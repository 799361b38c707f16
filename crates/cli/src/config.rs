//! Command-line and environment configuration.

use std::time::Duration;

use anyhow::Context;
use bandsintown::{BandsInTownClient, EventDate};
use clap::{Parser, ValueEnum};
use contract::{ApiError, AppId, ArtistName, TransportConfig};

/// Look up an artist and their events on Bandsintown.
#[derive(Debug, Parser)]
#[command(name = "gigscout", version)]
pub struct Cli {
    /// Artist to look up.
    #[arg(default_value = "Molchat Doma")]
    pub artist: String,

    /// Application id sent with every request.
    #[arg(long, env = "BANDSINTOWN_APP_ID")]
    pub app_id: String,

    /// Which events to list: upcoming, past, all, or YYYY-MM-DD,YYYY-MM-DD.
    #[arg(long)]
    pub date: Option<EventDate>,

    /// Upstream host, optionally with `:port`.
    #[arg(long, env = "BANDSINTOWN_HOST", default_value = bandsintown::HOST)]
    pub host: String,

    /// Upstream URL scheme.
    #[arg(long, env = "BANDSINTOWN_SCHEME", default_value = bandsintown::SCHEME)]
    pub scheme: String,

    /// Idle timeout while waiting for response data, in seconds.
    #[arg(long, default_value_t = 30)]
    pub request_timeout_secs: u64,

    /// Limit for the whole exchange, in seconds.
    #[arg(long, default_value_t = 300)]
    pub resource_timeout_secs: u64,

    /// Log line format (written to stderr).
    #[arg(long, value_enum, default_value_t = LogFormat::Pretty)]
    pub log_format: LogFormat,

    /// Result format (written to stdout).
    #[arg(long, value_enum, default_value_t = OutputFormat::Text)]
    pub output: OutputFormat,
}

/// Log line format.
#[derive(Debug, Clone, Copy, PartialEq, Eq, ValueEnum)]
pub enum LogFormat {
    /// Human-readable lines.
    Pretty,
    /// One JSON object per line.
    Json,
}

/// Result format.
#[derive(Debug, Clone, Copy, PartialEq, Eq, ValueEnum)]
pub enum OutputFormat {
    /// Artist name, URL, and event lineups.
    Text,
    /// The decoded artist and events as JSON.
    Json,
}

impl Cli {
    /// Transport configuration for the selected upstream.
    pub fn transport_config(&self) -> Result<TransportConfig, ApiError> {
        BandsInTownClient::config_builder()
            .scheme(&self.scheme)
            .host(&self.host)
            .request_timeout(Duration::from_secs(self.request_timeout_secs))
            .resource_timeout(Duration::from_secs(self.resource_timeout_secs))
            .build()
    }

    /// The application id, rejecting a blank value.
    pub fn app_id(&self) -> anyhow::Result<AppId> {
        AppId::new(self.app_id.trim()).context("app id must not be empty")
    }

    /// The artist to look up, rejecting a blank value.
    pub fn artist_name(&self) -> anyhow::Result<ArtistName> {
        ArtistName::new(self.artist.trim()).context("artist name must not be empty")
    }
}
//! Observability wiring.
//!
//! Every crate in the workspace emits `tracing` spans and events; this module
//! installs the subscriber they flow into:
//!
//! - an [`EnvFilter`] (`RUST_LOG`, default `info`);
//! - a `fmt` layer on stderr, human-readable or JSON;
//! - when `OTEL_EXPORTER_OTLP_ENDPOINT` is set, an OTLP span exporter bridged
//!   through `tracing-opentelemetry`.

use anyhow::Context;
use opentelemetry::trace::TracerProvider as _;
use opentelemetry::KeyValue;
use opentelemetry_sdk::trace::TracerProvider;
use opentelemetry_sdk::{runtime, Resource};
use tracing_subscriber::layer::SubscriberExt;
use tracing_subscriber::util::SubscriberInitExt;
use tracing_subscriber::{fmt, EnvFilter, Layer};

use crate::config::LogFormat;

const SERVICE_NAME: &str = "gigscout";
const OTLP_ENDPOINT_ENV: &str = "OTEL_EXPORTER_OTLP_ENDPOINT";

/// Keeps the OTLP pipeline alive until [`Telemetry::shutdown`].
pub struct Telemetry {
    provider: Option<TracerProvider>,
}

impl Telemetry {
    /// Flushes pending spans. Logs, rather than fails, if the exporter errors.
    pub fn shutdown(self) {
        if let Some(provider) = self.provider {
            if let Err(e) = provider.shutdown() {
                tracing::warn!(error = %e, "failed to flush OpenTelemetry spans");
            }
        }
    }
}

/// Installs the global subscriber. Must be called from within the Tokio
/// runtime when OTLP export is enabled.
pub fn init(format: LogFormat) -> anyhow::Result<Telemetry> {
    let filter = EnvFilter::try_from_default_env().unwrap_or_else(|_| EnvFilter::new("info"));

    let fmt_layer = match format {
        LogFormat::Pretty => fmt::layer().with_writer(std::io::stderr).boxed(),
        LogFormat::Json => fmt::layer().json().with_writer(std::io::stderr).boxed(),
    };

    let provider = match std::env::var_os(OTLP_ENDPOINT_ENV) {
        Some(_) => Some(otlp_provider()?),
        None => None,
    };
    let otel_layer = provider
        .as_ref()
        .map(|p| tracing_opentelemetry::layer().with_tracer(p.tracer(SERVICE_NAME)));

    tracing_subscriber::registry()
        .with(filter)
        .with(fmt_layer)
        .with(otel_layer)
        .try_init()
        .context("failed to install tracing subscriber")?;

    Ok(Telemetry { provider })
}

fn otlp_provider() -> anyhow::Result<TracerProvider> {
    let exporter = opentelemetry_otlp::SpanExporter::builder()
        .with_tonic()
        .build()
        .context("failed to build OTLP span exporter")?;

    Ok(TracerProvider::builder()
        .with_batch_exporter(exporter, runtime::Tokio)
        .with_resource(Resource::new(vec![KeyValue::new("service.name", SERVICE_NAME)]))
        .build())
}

___

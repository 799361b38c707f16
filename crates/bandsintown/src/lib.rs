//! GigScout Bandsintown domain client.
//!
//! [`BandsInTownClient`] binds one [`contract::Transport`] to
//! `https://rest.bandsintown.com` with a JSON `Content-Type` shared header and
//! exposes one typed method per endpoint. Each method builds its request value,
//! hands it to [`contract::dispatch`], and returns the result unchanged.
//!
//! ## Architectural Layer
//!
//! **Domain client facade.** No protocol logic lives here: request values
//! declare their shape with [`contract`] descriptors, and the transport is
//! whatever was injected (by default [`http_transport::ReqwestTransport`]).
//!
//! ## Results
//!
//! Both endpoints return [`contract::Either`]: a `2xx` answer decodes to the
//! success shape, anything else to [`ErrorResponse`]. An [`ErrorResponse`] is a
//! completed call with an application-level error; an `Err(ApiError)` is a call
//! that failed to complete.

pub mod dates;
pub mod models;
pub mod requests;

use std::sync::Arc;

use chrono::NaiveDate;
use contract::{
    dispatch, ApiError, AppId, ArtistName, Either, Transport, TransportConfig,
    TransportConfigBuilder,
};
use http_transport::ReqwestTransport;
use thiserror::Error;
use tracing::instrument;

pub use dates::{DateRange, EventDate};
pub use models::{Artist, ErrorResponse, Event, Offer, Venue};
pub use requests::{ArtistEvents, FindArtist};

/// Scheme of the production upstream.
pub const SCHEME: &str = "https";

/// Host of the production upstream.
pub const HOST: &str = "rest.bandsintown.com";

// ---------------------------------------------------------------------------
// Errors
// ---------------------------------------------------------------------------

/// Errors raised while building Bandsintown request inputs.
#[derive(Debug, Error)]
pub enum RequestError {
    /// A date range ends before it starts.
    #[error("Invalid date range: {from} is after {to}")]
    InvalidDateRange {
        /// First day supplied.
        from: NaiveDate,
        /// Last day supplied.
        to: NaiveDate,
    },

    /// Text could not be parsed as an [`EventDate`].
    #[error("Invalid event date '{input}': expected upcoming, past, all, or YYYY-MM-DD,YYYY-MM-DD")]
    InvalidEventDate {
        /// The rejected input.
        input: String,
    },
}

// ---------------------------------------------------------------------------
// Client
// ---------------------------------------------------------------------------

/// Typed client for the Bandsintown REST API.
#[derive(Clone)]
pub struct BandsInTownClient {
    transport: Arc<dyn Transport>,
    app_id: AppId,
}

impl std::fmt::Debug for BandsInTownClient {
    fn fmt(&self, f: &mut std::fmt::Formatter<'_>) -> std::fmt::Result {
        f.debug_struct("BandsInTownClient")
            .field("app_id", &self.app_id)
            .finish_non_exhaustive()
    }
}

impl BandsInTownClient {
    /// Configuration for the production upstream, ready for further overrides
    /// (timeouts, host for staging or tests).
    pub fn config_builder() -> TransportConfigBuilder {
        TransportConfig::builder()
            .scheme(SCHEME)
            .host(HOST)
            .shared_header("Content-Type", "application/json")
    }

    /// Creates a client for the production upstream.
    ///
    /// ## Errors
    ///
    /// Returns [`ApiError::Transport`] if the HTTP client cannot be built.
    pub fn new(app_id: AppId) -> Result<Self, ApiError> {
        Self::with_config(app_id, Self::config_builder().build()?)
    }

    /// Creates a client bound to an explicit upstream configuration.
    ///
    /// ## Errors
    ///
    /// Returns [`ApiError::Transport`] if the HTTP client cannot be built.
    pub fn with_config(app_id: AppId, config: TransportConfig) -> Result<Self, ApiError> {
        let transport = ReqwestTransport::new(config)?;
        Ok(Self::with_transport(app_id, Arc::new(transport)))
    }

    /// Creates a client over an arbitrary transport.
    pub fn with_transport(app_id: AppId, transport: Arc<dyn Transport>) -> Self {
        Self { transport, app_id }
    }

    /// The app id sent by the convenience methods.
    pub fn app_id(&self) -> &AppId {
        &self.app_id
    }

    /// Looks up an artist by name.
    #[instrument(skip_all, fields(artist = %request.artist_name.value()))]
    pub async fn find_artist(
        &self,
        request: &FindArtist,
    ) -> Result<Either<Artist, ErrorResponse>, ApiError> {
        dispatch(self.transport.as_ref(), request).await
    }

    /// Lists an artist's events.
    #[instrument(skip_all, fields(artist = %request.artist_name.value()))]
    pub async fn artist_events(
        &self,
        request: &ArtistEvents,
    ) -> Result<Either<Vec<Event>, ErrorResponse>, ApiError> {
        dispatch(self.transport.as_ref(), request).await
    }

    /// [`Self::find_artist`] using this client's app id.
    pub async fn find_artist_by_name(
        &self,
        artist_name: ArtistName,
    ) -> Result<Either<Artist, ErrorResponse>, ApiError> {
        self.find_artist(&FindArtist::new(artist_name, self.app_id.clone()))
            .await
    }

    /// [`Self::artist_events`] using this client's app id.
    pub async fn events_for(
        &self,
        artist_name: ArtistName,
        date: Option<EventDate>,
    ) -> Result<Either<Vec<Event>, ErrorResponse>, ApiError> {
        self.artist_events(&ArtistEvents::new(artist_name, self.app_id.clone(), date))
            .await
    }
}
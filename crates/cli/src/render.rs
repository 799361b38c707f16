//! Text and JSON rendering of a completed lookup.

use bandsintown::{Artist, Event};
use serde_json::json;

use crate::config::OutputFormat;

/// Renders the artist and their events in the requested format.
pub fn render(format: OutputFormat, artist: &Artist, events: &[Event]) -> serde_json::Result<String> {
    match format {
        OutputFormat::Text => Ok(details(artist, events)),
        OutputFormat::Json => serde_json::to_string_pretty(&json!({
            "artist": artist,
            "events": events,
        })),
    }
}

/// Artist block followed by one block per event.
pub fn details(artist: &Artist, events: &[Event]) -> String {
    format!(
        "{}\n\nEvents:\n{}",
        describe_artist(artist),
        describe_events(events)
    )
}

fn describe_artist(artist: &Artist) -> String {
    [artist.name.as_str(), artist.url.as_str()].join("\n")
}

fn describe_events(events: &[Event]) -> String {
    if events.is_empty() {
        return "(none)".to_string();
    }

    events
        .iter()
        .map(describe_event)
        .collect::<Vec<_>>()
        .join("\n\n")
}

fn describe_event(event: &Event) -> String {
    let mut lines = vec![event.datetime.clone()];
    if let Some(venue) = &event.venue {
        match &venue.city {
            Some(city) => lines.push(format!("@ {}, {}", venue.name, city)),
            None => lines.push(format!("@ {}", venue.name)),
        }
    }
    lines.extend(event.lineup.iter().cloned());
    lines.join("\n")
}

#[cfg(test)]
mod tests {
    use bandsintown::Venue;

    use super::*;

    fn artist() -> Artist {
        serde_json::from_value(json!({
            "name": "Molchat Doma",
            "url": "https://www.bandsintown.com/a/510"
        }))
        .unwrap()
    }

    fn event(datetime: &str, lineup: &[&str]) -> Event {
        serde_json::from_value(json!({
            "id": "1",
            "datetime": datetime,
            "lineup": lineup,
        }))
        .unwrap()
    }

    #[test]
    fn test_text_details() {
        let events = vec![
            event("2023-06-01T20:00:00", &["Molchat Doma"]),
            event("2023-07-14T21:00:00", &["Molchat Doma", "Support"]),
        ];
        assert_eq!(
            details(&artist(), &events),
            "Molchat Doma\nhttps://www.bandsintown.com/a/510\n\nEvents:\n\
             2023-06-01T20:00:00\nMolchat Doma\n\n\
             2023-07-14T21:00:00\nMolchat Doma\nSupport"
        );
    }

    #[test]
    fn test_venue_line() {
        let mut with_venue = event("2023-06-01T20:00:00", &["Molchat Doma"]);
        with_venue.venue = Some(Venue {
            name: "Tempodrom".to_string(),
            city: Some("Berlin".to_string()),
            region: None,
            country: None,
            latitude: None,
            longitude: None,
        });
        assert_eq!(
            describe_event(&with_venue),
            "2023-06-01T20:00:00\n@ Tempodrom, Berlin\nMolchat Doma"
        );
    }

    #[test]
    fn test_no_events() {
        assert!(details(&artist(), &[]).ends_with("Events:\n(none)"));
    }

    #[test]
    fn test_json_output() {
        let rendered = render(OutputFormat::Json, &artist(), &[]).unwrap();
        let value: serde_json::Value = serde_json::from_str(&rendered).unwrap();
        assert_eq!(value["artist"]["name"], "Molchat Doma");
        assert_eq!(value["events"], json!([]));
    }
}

___

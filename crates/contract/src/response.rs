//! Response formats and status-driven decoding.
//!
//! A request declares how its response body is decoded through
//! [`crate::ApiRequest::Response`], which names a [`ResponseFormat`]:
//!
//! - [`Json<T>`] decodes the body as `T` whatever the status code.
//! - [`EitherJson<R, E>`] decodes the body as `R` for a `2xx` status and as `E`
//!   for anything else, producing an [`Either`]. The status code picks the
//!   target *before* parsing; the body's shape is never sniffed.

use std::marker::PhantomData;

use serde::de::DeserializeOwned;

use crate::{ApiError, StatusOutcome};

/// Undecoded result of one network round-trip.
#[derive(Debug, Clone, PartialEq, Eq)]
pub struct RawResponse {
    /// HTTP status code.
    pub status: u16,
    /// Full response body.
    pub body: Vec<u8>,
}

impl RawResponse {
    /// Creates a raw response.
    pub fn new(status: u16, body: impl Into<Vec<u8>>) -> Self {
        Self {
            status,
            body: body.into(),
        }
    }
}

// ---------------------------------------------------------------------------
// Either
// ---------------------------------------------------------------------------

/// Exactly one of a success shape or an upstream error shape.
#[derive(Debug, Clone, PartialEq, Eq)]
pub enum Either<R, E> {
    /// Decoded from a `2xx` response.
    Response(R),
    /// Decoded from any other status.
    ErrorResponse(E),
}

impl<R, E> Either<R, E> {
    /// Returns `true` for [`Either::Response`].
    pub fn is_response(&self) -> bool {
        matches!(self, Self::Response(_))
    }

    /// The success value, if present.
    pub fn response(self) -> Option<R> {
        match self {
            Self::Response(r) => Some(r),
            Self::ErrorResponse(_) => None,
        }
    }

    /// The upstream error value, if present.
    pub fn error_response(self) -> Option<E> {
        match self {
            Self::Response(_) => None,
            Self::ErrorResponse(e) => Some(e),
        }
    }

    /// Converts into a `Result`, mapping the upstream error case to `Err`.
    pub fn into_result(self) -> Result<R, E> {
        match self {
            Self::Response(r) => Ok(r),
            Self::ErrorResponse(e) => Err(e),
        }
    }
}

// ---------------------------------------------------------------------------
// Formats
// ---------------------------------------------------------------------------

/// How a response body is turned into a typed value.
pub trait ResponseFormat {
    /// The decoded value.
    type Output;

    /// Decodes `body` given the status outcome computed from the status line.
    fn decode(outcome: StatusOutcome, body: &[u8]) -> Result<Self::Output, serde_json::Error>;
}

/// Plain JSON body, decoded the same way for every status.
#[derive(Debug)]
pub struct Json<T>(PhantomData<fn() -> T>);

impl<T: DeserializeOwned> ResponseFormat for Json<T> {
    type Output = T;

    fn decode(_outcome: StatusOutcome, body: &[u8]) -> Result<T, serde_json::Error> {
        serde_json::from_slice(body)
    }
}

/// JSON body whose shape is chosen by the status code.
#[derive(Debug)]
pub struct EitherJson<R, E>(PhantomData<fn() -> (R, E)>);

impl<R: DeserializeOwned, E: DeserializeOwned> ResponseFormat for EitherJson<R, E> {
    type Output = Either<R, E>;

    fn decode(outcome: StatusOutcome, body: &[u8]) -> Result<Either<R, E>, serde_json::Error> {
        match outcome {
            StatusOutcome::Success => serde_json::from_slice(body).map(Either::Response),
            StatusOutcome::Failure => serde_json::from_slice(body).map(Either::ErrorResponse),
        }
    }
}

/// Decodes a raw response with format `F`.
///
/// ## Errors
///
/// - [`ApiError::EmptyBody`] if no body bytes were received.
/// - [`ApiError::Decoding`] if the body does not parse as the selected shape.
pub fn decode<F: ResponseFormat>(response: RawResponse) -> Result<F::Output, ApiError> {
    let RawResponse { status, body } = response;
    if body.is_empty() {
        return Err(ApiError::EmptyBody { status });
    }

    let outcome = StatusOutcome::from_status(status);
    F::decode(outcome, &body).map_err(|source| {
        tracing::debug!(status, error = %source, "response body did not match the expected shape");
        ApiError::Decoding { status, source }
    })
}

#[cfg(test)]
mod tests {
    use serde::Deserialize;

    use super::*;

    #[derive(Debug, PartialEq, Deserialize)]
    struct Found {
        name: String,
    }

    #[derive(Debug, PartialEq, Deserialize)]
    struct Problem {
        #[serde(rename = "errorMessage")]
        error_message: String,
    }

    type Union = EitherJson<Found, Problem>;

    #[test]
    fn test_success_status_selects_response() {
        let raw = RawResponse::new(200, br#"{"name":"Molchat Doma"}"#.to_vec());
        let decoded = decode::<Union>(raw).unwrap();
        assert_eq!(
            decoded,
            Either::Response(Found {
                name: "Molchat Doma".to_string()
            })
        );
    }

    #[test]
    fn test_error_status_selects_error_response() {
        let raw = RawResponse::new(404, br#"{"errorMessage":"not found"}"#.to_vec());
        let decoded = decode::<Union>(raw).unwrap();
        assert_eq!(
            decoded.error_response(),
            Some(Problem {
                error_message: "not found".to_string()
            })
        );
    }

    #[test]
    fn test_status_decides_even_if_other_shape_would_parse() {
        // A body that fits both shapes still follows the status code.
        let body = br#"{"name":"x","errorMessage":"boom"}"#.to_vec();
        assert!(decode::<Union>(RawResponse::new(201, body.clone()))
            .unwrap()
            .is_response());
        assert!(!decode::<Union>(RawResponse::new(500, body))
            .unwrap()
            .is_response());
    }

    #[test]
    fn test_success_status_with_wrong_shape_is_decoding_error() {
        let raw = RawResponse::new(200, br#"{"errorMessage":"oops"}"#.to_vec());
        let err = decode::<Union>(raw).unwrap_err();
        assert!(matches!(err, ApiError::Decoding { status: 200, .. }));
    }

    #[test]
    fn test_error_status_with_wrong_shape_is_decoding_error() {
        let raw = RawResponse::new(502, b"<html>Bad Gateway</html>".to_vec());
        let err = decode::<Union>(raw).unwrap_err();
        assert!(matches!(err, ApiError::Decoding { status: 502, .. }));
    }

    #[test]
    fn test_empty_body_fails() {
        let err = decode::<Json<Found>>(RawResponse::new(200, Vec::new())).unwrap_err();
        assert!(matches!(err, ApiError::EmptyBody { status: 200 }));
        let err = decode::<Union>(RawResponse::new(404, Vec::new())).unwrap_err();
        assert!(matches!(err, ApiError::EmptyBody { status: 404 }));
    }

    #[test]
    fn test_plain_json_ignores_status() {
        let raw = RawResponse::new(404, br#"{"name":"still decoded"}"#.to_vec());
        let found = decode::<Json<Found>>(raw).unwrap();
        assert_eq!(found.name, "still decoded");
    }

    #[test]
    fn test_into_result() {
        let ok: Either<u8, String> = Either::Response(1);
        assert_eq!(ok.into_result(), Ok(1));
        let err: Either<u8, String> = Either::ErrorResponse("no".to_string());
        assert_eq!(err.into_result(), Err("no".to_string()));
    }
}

___

### TASK REQUIREMENTS:
Each line above that carries the string "requests" has to be returned.

### RESPONSE AREA:
pub mod requests;
pub use requests::{ArtistEvents, FindArtist};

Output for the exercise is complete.